The application to crunch-time shooting? I think it's pretty obvious. You've got 3.4 seconds left, down two, inbounding the ball 40 feet from the basket. In this case, you're in the endgame, not the midgame, so your objective is not to maximize scoring, but to maximize chance of winning. (A two-pointer is better than a three-pointer in midgame if it succeeds more than one and a half times as often, but it's only better in a two-point endgame if it succeeds about twice as often.) When you start this possession, your probability of winning is, let's say, 0.15. You get the ball, and you can the trey. Your actual winning probability is 1.0 (you won the game). Your win increment is therefore +0.85. If you had missed it, it'd been -0.15. So, when the situation looks dire, success is rewarded much more than failure is penalized.

Now, on the other hand, suppose you went for the deuce. If you miss it, the winning probability still goes to 0.0 and the increment is -0.15, but if you make it, the increment is only +0.35 (assuming you have a 50 percent chance of winning in OT).
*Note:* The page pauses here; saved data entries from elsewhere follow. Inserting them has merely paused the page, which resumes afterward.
//! The backend client contract
//!
//! A [`Client`] is the single entry point for backend calls. Each backend
//! crate implements it over its own wire protocol and returns canonical
//! [`Response`]s, so the model and index layers are backend-agnostic.

use serde_json::Value as JsonValue;
use std::sync::{Arc, PoisonError, RwLock, RwLockReadGuard, RwLockWriteGuard};

use crate::config::Config;
use crate::error::Result;
use crate::index::{IndexKind, IndexRef};
use crate::record::Response;
use crate::registry::Registry;
use crate::scripts::Scripts;
use crate::typesystem::{JsonTypeSystem, TypeSystem};
use crate::value::{BaseType, Direction, ElementId, JsonMap};

/// State every client owns: config, type system and registry
pub struct ClientContext {
    config: Arc<Config>,
    type_system: Box<dyn TypeSystem>,
    registry: RwLock<Registry>,
}

impl ClientContext {
    pub fn new(config: Config) -> Self {
        Self::with_type_system(config, Box::new(JsonTypeSystem::new()))
    }

    pub fn with_type_system(config: Config, type_system: Box<dyn TypeSystem>) -> Self {
        Self {
            config: Arc::new(config),
            type_system,
            registry: RwLock::new(Registry::new()),
        }
    }

    pub fn config(&self) -> &Config {
        &self.config
    }

    pub fn shared_config(&self) -> Arc<Config> {
        Arc::clone(&self.config)
    }

    pub fn type_system(&self) -> &dyn TypeSystem {
        self.type_system.as_ref()
    }

    pub fn registry(&self) -> RwLockReadGuard<'_, Registry> {
        self.registry.read().unwrap_or_else(PoisonError::into_inner)
    }

    /// Registry for setup-time mutation
    pub fn registry_mut(&self) -> RwLockWriteGuard<'_, Registry> {
        self.registry.write().unwrap_or_else(PoisonError::into_inner)
    }
}

/// Index to maintain alongside an element write
#[derive(Debug, Clone, Copy)]
pub struct IndexWrite<'a> {
    pub name: &'a str,
    /// Keys to index; `None` means every property
    pub keys: Option<&'a [String]>,
}

impl<'a> IndexWrite<'a> {
    pub fn new(name: &'a str, keys: Option<&'a [String]>) -> Self {
        Self { name, keys }
    }
}

/// Backend calls used by the element, model and index layers
pub trait Client: Send + Sync {
    fn context(&self) -> &ClientContext;

    /// Backend name for logging
    fn backend(&self) -> &str;

    fn config(&self) -> &Config {
        self.context().config()
    }

    fn type_system(&self) -> &dyn TypeSystem {
        self.context().type_system()
    }

    fn registry(&self) -> RwLockReadGuard<'_, Registry> {
        self.context().registry()
    }

    // Vertices

    fn create_vertex(
        &self,
        data: &JsonMap,
        index: Option<IndexWrite<'_>>,
    ) -> Result<Box<dyn Response>>;

    fn get_vertex(&self, id: &ElementId) -> Result<Box<dyn Response>>;

    /// Replace a vertex's properties; responds with the updated vertex
    fn update_vertex(
        &self,
        id: &ElementId,
        data: &JsonMap,
        index: Option<IndexWrite<'_>>,
    ) -> Result<Box<dyn Response>>;

    fn delete_vertex(&self, id: &ElementId) -> Result<Box<dyn Response>>;

    // Edges

    fn create_edge(
        &self,
        out_v: &ElementId,
        label: &str,
        in_v: &ElementId,
        data: &JsonMap,
        index: Option<IndexWrite<'_>>,
    ) -> Result<Box<dyn Response>>;

    fn get_edge(&self, id: &ElementId) -> Result<Box<dyn Response>>;

    /// Replace an edge's properties; responds with the updated edge
    fn update_edge(
        &self,
        id: &ElementId,
        data: &JsonMap,
        index: Option<IndexWrite<'_>>,
    ) -> Result<Box<dyn Response>>;

    fn delete_edge(&self, id: &ElementId) -> Result<Box<dyn Response>>;

    // Traversal

    /// Edges incident to a vertex, optionally filtered by label
    fn vertex_edges(
        &self,
        id: &ElementId,
        direction: Direction,
        label: Option<&str>,
    ) -> Result<Box<dyn Response>>;

    /// Vertices adjacent to a vertex, optionally filtered by edge label
    fn adjacent_vertices(
        &self,
        id: &ElementId,
        direction: Direction,
        label: Option<&str>,
    ) -> Result<Box<dyn Response>>;

    // Indices

    fn create_index(&self, index: &IndexRef) -> Result<Box<dyn Response>>;

    fn get_index(&self, base: BaseType, name: &str) -> Result<Box<dyn Response>>;

    fn delete_index(&self, base: BaseType, name: &str) -> Result<Box<dyn Response>>;

    fn put_index_entry(
        &self,
        index: &IndexRef,
        key: &str,
        value: &JsonValue,
        id: &ElementId,
    ) -> Result<Box<dyn Response>>;

    fn lookup_index(
        &self,
        index: &IndexRef,
        key: &str,
        value: &JsonValue,
    ) -> Result<Box<dyn Response>>;

    /// Remove the entries for `id`; narrowed to `key` (and `value`) when given
    fn remove_index_entry(
        &self,
        index: &IndexRef,
        id: &ElementId,
        key: Option<&str>,
        value: Option<&JsonValue>,
    ) -> Result<Box<dyn Response>>;

    fn count_index(&self, index: &IndexRef, key: &str, value: &JsonValue) -> Result<u64>;

    // Scripts

    fn gremlin(&self, script: &str, params: &JsonMap) -> Result<Box<dyn Response>>;

    /// Run a registered server-side method by namespace and name
    fn run_script(
        &self,
        namespace: &str,
        method: &str,
        params: &JsonMap,
    ) -> Result<Box<dyn Response>> {
        let script = {
            let registry = self.registry();
            let scripts = registry.get_scripts(namespace).ok_or_else(|| {
                crate::error::TrellisError::NotFound(format!("script namespace '{namespace}'"))
            })?;
            scripts.get(method)?.to_string()
        };
        self.gremlin(&script, params)
    }
}

/// Register a backend's bundled scripts
pub fn register_scripts(context: &ClientContext, namespace: &str, source: &str) -> Result<()> {
    let scripts = Scripts::parse(namespace, source)?;
    context.registry_mut().add_scripts(scripts);
    Ok(())
}

/// Descriptor for an index named in an element write
///
/// Indices known to the registry keep their registered kind; others are
/// treated as exact indices.
pub fn index_for_write(client: &dyn Client, base: BaseType, name: &str) -> IndexRef {
    client
        .registry()
        .get_index(name)
        .filter(|index| index.base == base)
        .cloned()
        .unwrap_or_else(|| IndexRef::new(base, name, IndexKind::Exact))
}

/// Remove every element stored under the pair; returns how many were held
pub fn remove_index_holders(
    client: &dyn Client,
    index: &IndexRef,
    key: &str,
    value: &JsonValue,
) -> Result<usize> {
    let ids: Vec<ElementId> = match client.lookup_index(index, key, value) {
        Ok(response) => response.results().into_iter().filter_map(|r| r.id()).collect(),
        Err(err) if err.is_not_found() => Vec::new(),
        Err(err) => return Err(err),
    };
    for id in &ids {
        client.remove_index_entry(index, id, Some(key), Some(value))?;
    }
    Ok(ids.len())
}

/// Write index entries for an element that was just created or updated
///
/// With `replace`, the element's existing entry for each key is removed
/// first. On a unique index every other holder of the pair is removed
/// before the put, so the pair keeps a single element. `previous` holds
/// the element's data before the write for backends that can only remove
/// an entry by its exact value; without it entries are removed by key
/// alone.
///
/// Runs after the element write and is not atomic with it: when an entry
/// fails, the element stays unindexed and the error is returned.
pub fn write_index_entries(
    client: &dyn Client,
    index: &IndexRef,
    id: &ElementId,
    data: &JsonMap,
    keys: Option<&[String]>,
    replace: bool,
    previous: Option<&JsonMap>,
) -> Result<()> {
    if index.kind == IndexKind::Automatic {
        return Ok(());
    }

    let selected: Vec<(&String, &JsonValue)> = match keys {
        Some(keys) => keys
            .iter()
            .filter_map(|key| data.get_key_value(key.as_str()))
            .collect(),
        None => data.iter().collect(),
    };

    for (key, value) in selected {
        if value.is_null() {
            continue;
        }
        if replace {
            let stale = match previous {
                Some(previous) => previous.get(key.as_str()).filter(|v| !v.is_null()).map(Some),
                None => Some(None),
            };
            if let Some(stale) = stale {
                if let Err(err) = client.remove_index_entry(index, id, Some(key), stale) {
                    if !err.is_not_found() {
                        return Err(err);
                    }
                }
            }
        }
        if index.kind == IndexKind::Unique {
            let removed = remove_index_holders(client, index, key, value)?;
            tracing::debug!(
                "Replaced {} entries for {}={} in '{}'",
                removed,
                key,
                value,
                index.name
            );
        }
        if let Err(err) = client.put_index_entry(index, key, value, id) {
            tracing::warn!(
                "{} {} {} written but not indexed under '{}' in '{}': {}",
                client.backend(),
                index.base,
                id,
                key,
                index.name,
                err
            );
            return Err(err);
        }
    }
    Ok(())
}
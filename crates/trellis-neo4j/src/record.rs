//! Neo4j Server payload adapters
//!
//! Neo4j encodes identity in locators: a node is
//! `{"self": ".../node/42", "data": {...}}` and a relationship adds
//! `"start"`/`"end"` node locators and its `"type"`. Index descriptors
//! carry a `"template"` such as `.../index/node/people/{key}/{value}`.

use serde_json::Value as JsonValue;
use std::collections::BTreeMap;

use trellis_core::record::{parse_content, Records};
use trellis_core::{
    BaseType, ElementId, HttpResponse, IndexKind, JsonMap, Record, Response, Result, Results,
};

/// Auto index names Neo4j reports for nodes and relationships
pub const NODE_AUTO_INDEX: &str = "node_auto_index";
pub const RELATIONSHIP_AUTO_INDEX: &str = "relationship_auto_index";

/// Neo4j path segment for a base type
pub fn class_segment(base: BaseType) -> &'static str {
    match base {
        BaseType::Vertex => "node",
        BaseType::Edge => "relationship",
    }
}

fn base_from_segment(segment: &str) -> Option<BaseType> {
    match segment {
        "node" => Some(BaseType::Vertex),
        "relationship" => Some(BaseType::Edge),
        _ => None,
    }
}

/// One node, relationship or index descriptor
#[derive(Debug, Clone)]
pub struct Neo4jRecord {
    raw: JsonValue,
}

impl Neo4jRecord {
    pub fn new(raw: JsonValue) -> Self {
        Self { raw }
    }

    fn str_field(&self, key: &str) -> Option<&str> {
        self.raw.get(key).and_then(JsonValue::as_str)
    }

    fn locator(&self) -> Option<&str> {
        self.str_field("self")
    }

    /// Path segments of the index template below `/index/`
    fn template_segments(&self) -> Option<Vec<&str>> {
        let template = self.str_field("template")?;
        let (_, rest) = template.split_once("/index/")?;
        Some(rest.split('/').collect())
    }
}

impl Record for Neo4jRecord {
    fn raw(&self) -> &JsonValue {
        &self.raw
    }

    fn id(&self) -> Option<ElementId> {
        self.locator().and_then(ElementId::from_locator)
    }

    fn base_type(&self) -> Option<BaseType> {
        let locator = self.locator()?;
        let mut segments = locator.trim_end_matches('/').rsplit('/');
        segments.next()?;
        segments.next().and_then(base_from_segment)
    }

    fn data(&self) -> JsonMap {
        match self.raw.get("data") {
            Some(JsonValue::Object(map)) => map.clone(),
            _ => JsonMap::new(),
        }
    }

    fn uri(&self) -> Option<String> {
        self.locator().map(str::to_string)
    }

    fn out_v(&self) -> Option<ElementId> {
        self.str_field("start").and_then(ElementId::from_locator)
    }

    fn in_v(&self) -> Option<ElementId> {
        self.str_field("end").and_then(ElementId::from_locator)
    }

    fn label(&self) -> Option<String> {
        match self.base_type() {
            Some(BaseType::Edge) => self.str_field("type").map(str::to_string),
            _ => None,
        }
    }

    fn index_name(&self) -> Option<String> {
        match self.template_segments()?.as_slice() {
            ["auto", "node", ..] => Some(NODE_AUTO_INDEX.to_string()),
            ["auto", "relationship", ..] => Some(RELATIONSHIP_AUTO_INDEX.to_string()),
            [_, name, ..] => Some((*name).to_string()),
            _ => None,
        }
    }

    fn index_class(&self) -> Option<BaseType> {
        match self.template_segments()?.as_slice() {
            ["auto", class, ..] => base_from_segment(class),
            [class, ..] => base_from_segment(class),
            _ => None,
        }
    }

    fn index_kind(&self) -> Option<IndexKind> {
        let segments = self.template_segments()?;
        if segments.first() == Some(&"auto") {
            return Some(IndexKind::Automatic);
        }
        match self.str_field("type") {
            Some("exact") | None => Some(IndexKind::Exact),
            Some(_) => None,
        }
    }
}

/// Outcome of one Neo4j call
#[derive(Debug, Clone)]
pub struct Neo4jResponse {
    status: u16,
    headers: BTreeMap<String, String>,
    content: Option<JsonValue>,
}

impl Neo4jResponse {
    /// Parse an HTTP response that already passed status handling
    pub fn from_http(response: HttpResponse) -> Result<Self> {
        Ok(Self {
            status: response.status,
            content: parse_content(&response.body)?,
            headers: response.headers,
        })
    }

    /// A response assembled client-side from already parsed payloads
    pub fn synthetic(content: JsonValue) -> Self {
        Self {
            status: 200,
            headers: BTreeMap::new(),
            content: Some(content),
        }
    }

    pub fn empty() -> Self {
        Self {
            status: 204,
            headers: BTreeMap::new(),
            content: None,
        }
    }
}

fn boxed(raw: JsonValue) -> Box<dyn Record> {
    Box::new(Neo4jRecord::new(raw))
}

impl Response for Neo4jResponse {
    fn status(&self) -> u16 {
        self.status
    }

    fn headers(&self) -> &BTreeMap<String, String> {
        &self.headers
    }

    fn content(&self) -> Option<&JsonValue> {
        self.content.as_ref()
    }

    fn results(&self) -> Results {
        match &self.content {
            Some(JsonValue::Array(items)) => match items.len() {
                0 => Results::Empty,
                1 => Results::One(boxed(items[0].clone())),
                total => Results::Many(Records::new(items.clone().into_iter().map(boxed), total)),
            },
            Some(raw @ JsonValue::Object(map))
                if map.contains_key("self") || map.contains_key("template") =>
            {
                Results::One(boxed(raw.clone()))
            }
            _ => Results::Empty,
        }
    }
}
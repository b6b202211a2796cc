//! Bidirectional value conversion between host values and wire values
//!
//! A [`TypeSystem`] pairs a [`DatabaseConverter`] (host to wire) with a
//! [`HostConverter`] (wire to host). Property definitions call through
//! these so the same schema works against any backend encoding.
//!
//! Date/time values travel as integer UTC epoch seconds.

use chrono::{DateTime, NaiveDate, Utc};
use serde_json::Value as JsonValue;

use crate::error::{Result, TrellisError};
use crate::value::{JsonMap, PropertyMap, Value};

/// Host to wire conversion
pub trait DatabaseConverter: Send + Sync {
    fn to_string(&self, value: &Value) -> Result<JsonValue>;
    fn to_integer(&self, value: &Value) -> Result<JsonValue>;
    fn to_long(&self, value: &Value) -> Result<JsonValue>;
    fn to_float(&self, value: &Value) -> Result<JsonValue>;
    fn to_list(&self, value: &Value) -> Result<JsonValue>;
    fn to_dictionary(&self, value: &Value) -> Result<JsonValue>;
    fn to_null(&self, value: &Value) -> Result<JsonValue>;
    /// Backend-specific extension point for dates and date/times
    fn to_datetime(&self, value: &Value) -> Result<JsonValue>;

    /// Convert a value of any host type, dispatching on the value itself
    fn to_db(&self, value: &Value) -> Result<JsonValue> {
        match value {
            Value::Null => self.to_null(value),
            Value::Bool(b) => Ok(JsonValue::Bool(*b)),
            Value::String(_) => self.to_string(value),
            Value::Integer(_) => self.to_integer(value),
            Value::Long(_) => self.to_long(value),
            Value::Float(_) => self.to_float(value),
            Value::List(_) => self.to_list(value),
            Value::Dictionary(_) => self.to_dictionary(value),
            Value::DateTime(_) | Value::Date(_) => self.to_datetime(value),
        }
    }

    /// Convert a whole property map
    fn to_db_map(&self, data: &PropertyMap) -> Result<JsonMap> {
        data.iter()
            .map(|(key, value)| Ok((key.clone(), self.to_db(value)?)))
            .collect()
    }
}

/// Wire to host conversion
pub trait HostConverter: Send + Sync {
    fn to_string(&self, value: &JsonValue) -> Result<Value>;
    fn to_integer(&self, value: &JsonValue) -> Result<Value>;
    fn to_long(&self, value: &JsonValue) -> Result<Value>;
    fn to_float(&self, value: &JsonValue) -> Result<Value>;
    fn to_list(&self, value: &JsonValue) -> Result<Value>;
    fn to_dictionary(&self, value: &JsonValue) -> Result<Value>;
    fn to_null(&self, value: &JsonValue) -> Result<Value>;
    /// Backend-specific extension point for dates and date/times
    fn to_datetime(&self, value: &JsonValue) -> Result<Value>;

    /// Convert an untyped wire value using the shape of the value itself
    fn to_host(&self, value: &JsonValue) -> Value {
        match value {
            JsonValue::Null => Value::Null,
            JsonValue::Bool(b) => Value::Bool(*b),
            JsonValue::String(s) => Value::String(s.clone()),
            JsonValue::Number(n) => match n.as_i64() {
                Some(i) => i32::try_from(i).map_or(Value::Long(i), Value::Integer),
                None => n.as_f64().map_or(Value::Null, Value::Float),
            },
            JsonValue::Array(items) => Value::List(items.iter().map(|v| self.to_host(v)).collect()),
            JsonValue::Object(map) => Value::Dictionary(
                map.iter()
                    .map(|(k, v)| (k.clone(), self.to_host(v)))
                    .collect(),
            ),
        }
    }

    /// Convert a whole wire map
    fn to_host_map(&self, data: &JsonMap) -> PropertyMap {
        data.iter()
            .map(|(key, value)| (key.clone(), self.to_host(value)))
            .collect()
    }
}

/// A converter pair for one wire encoding
pub trait TypeSystem: Send + Sync {
    fn name(&self) -> &str;
    fn database(&self) -> &dyn DatabaseConverter;
    fn host(&self) -> &dyn HostConverter;
}

/// JSON wire encoding used by every REST backend
#[derive(Debug, Default, Clone, Copy)]
pub struct JsonTypeSystem {
    database: JsonDatabaseConverter,
    host: JsonHostConverter,
}

impl JsonTypeSystem {
    pub fn new() -> Self {
        Self::default()
    }
}

impl TypeSystem for JsonTypeSystem {
    fn name(&self) -> &str {
        "json"
    }

    fn database(&self) -> &dyn DatabaseConverter {
        &self.database
    }

    fn host(&self) -> &dyn HostConverter {
        &self.host
    }
}

fn write_mismatch(expected: &str, value: &Value) -> TrellisError {
    TrellisError::type_mismatch("<value>", expected, value.type_name())
}

fn read_mismatch(expected: &str, value: &JsonValue) -> TrellisError {
    TrellisError::Decode(format!("expected {expected}, got {value}"))
}

#[derive(Debug, Default, Clone, Copy)]
pub struct JsonDatabaseConverter;

impl DatabaseConverter for JsonDatabaseConverter {
    fn to_string(&self, value: &Value) -> Result<JsonValue> {
        match value {
            Value::String(s) => Ok(JsonValue::String(s.clone())),
            _ => Err(write_mismatch("string", value)),
        }
    }

    fn to_integer(&self, value: &Value) -> Result<JsonValue> {
        match value {
            Value::Integer(i) => Ok(JsonValue::from(*i)),
            _ => Err(write_mismatch("integer", value)),
        }
    }

    fn to_long(&self, value: &Value) -> Result<JsonValue> {
        value
            .as_i64()
            .map(JsonValue::from)
            .ok_or_else(|| write_mismatch("long", value))
    }

    fn to_float(&self, value: &Value) -> Result<JsonValue> {
        let x = value.as_f64().ok_or_else(|| write_mismatch("float", value))?;
        serde_json::Number::from_f64(x)
            .map(JsonValue::Number)
            .ok_or_else(|| TrellisError::InvalidInput(format!("{x} has no JSON representation")))
    }

    fn to_list(&self, value: &Value) -> Result<JsonValue> {
        match value {
            Value::List(items) => Ok(JsonValue::Array(
                items.iter().map(|v| self.to_db(v)).collect::<Result<_>>()?,
            )),
            _ => Err(write_mismatch("list", value)),
        }
    }

    fn to_dictionary(&self, value: &Value) -> Result<JsonValue> {
        match value {
            Value::Dictionary(map) => Ok(JsonValue::Object(self.to_db_map(map)?)),
            _ => Err(write_mismatch("dictionary", value)),
        }
    }

    fn to_null(&self, value: &Value) -> Result<JsonValue> {
        match value {
            Value::Null => Ok(JsonValue::Null),
            _ => Err(write_mismatch("null", value)),
        }
    }

    fn to_datetime(&self, value: &Value) -> Result<JsonValue> {
        match value {
            Value::DateTime(dt) => Ok(JsonValue::from(dt.timestamp())),
            Value::Date(d) => Ok(JsonValue::from(
                d.and_time(chrono::NaiveTime::MIN).and_utc().timestamp(),
            )),
            _ => Err(write_mismatch("datetime", value)),
        }
    }
}

#[derive(Debug, Default, Clone, Copy)]
pub struct JsonHostConverter;

impl HostConverter for JsonHostConverter {
    fn to_string(&self, value: &JsonValue) -> Result<Value> {
        match value {
            JsonValue::String(s) => Ok(Value::String(s.clone())),
            JsonValue::Number(n) => Ok(Value::String(n.to_string())),
            JsonValue::Bool(b) => Ok(Value::String(b.to_string())),
            _ => Err(read_mismatch("string", value)),
        }
    }

    fn to_integer(&self, value: &JsonValue) -> Result<Value> {
        let n = json_i64(value).ok_or_else(|| read_mismatch("integer", value))?;
        i32::try_from(n)
            .map(Value::Integer)
            .map_err(|_| read_mismatch("integer", value))
    }

    fn to_long(&self, value: &JsonValue) -> Result<Value> {
        json_i64(value)
            .map(Value::Long)
            .ok_or_else(|| read_mismatch("long", value))
    }

    fn to_float(&self, value: &JsonValue) -> Result<Value> {
        match value {
            JsonValue::Number(n) => n
                .as_f64()
                .map(Value::Float)
                .ok_or_else(|| read_mismatch("float", value)),
            JsonValue::String(s) => s
                .trim()
                .parse::<f64>()
                .map(Value::Float)
                .map_err(|_| read_mismatch("float", value)),
            _ => Err(read_mismatch("float", value)),
        }
    }

    fn to_list(&self, value: &JsonValue) -> Result<Value> {
        match value {
            JsonValue::Array(items) => {
                Ok(Value::List(items.iter().map(|v| self.to_host(v)).collect()))
            }
            _ => Err(read_mismatch("list", value)),
        }
    }

    fn to_dictionary(&self, value: &JsonValue) -> Result<Value> {
        match value {
            JsonValue::Object(map) => Ok(Value::Dictionary(self.to_host_map(map))),
            _ => Err(read_mismatch("dictionary", value)),
        }
    }

    fn to_null(&self, value: &JsonValue) -> Result<Value> {
        match value {
            JsonValue::Null => Ok(Value::Null),
            _ => Err(read_mismatch("null", value)),
        }
    }

    fn to_datetime(&self, value: &JsonValue) -> Result<Value> {
        let parsed = match value {
            JsonValue::Number(n) => n
                .as_i64()
                .or_else(|| n.as_f64().map(|f| f.trunc() as i64))
                .and_then(|secs| DateTime::<Utc>::from_timestamp(secs, 0)),
            JsonValue::String(s) => DateTime::parse_from_rfc3339(s)
                .ok()
                .map(|dt| dt.with_timezone(&Utc)),
            _ => None,
        };
        parsed
            .map(Value::DateTime)
            .ok_or_else(|| read_mismatch("datetime", value))
    }
}

fn json_i64(value: &JsonValue) -> Option<i64> {
    match value {
        JsonValue::Number(n) => n.as_i64(),
        JsonValue::String(s) => s.trim().parse().ok(),
        _ => None,
    }
}

/// Date at UTC midnight reconstructed from a wire timestamp
pub(crate) fn date_from_datetime(value: Value) -> Option<NaiveDate> {
    value.as_datetime().map(|dt| dt.date_naive())
}

#[cfg(test)]
mod tests {
    use super::*;
    use chrono::{TimeZone, Timelike};
    use proptest::prelude::*;

    fn ts() -> JsonTypeSystem {
        JsonTypeSystem::new()
    }

    fn round_trip(value: &Value) -> Value {
        let ts = ts();
        let wire = ts.database().to_db(value).unwrap();
        ts.host().to_host(&wire)
    }

    fn arb_scalar() -> impl Strategy<Value = Value> {
        prop_oneof![
            any::<i32>().prop_map(Value::Integer),
            (-1.0e12f64..1.0e12f64).prop_map(Value::Float),
            ".*".prop_map(Value::String),
            any::<bool>().prop_map(Value::Bool),
        ]
    }

    fn arb_value() -> impl Strategy<Value = Value> {
        arb_scalar().prop_recursive(3, 24, 6, |inner| {
            prop_oneof![
                prop::collection::vec(inner.clone(), 0..6).prop_map(Value::List),
                prop::collection::btree_map("[a-z]{1,8}", inner, 0..6)
                    .prop_map(Value::Dictionary),
            ]
        })
    }

    proptest! {
        #[test]
        fn prop_untyped_round_trip(value in arb_value()) {
            prop_assert_eq!(round_trip(&value), value);
        }

        #[test]
        fn prop_long_round_trip(n in any::<i64>()) {
            let ts = ts();
            let wire = ts.database().to_long(&Value::Long(n)).unwrap();
            prop_assert_eq!(ts.host().to_long(&wire).unwrap(), Value::Long(n));
        }

        #[test]
        fn prop_datetime_truncates_to_seconds(
            secs in -2_000_000_000i64..4_000_000_000i64,
            nanos in 0u32..1_000_000_000u32,
        ) {
            let ts = ts();
            let dt = Utc.timestamp_opt(secs, nanos).unwrap();
            let wire = ts.database().to_datetime(&Value::DateTime(dt)).unwrap();
            let back = ts.host().to_datetime(&wire).unwrap();
            prop_assert_eq!(back, Value::DateTime(dt.with_nanosecond(0).unwrap()));
        }
    }

    #[test]
    fn test_datetime_wire_is_epoch_seconds() {
        let dt = Utc.with_ymd_and_hms(2012, 7, 4, 12, 30, 15).unwrap();
        let wire = ts().database().to_db(&Value::DateTime(dt)).unwrap();
        assert_eq!(wire, JsonValue::from(1341405015i64));
    }

    #[test]
    fn test_date_round_trip() {
        let date = NaiveDate::from_ymd_opt(1999, 12, 31).unwrap();
        let ts = ts();
        let wire = ts.database().to_db(&Value::Date(date)).unwrap();
        let back = ts.host().to_datetime(&wire).unwrap();
        assert_eq!(date_from_datetime(back), Some(date));
    }

    #[test]
    fn test_integer_rejects_overflow_on_read() {
        let wire = JsonValue::from(i64::from(i32::MAX) + 1);
        assert!(ts().host().to_integer(&wire).is_err());
        assert_eq!(
            ts().host().to_long(&wire).unwrap(),
            Value::Long(i64::from(i32::MAX) + 1)
        );
    }

    #[test]
    fn test_write_path_is_strict() {
        let err = ts().database().to_integer(&Value::from("five")).unwrap_err();
        assert!(matches!(err, TrellisError::Validation(_)));
    }

    #[test]
    fn test_untyped_large_numbers_become_long() {
        let value = ts().host().to_host(&JsonValue::from(10_000_000_000i64));
        assert_eq!(value, Value::Long(10_000_000_000));
    }
}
You've improved matters significantly, but you still haven't won the game. By this analysis, the cold-blooded assassin quality that Kobe Bryant supposedly personifies is not only bravado, but potentially sound tactical thinking, and this aspect would be captured by compiling expected win increments.


You could even go so far as to assess the impact on winning the title (much as Hollinger's playoff calculator does). By that metric, LeBron's fadeaway three against Hedo Turkoglu in Game 2 of last season's ECF was an absolute monster. Assuming that the Cavaliers would have been even money against the Lakers in the NBA Finals, that shot (which took the Cavaliers from at best a 0.1 win to a 1.0 win) was worth in the neighborhood of 0.1 to 0.2 of a title, an incredible value for a pre-Finals make. The fact that the Cavaliers did not go on to even make the Finals is immaterial in this valuation, as it couldn't have been known at the time. On the other side of the balance sheet would be Frank Selvy's miss at the end of regulation in Game 7 of the 1962 Finals, which ended up being worth an increment of about -0.2 or -0.3 of a title, as instead of winning the title outright on the shot, the Lakers had to go on to play OT, where they eventually lost.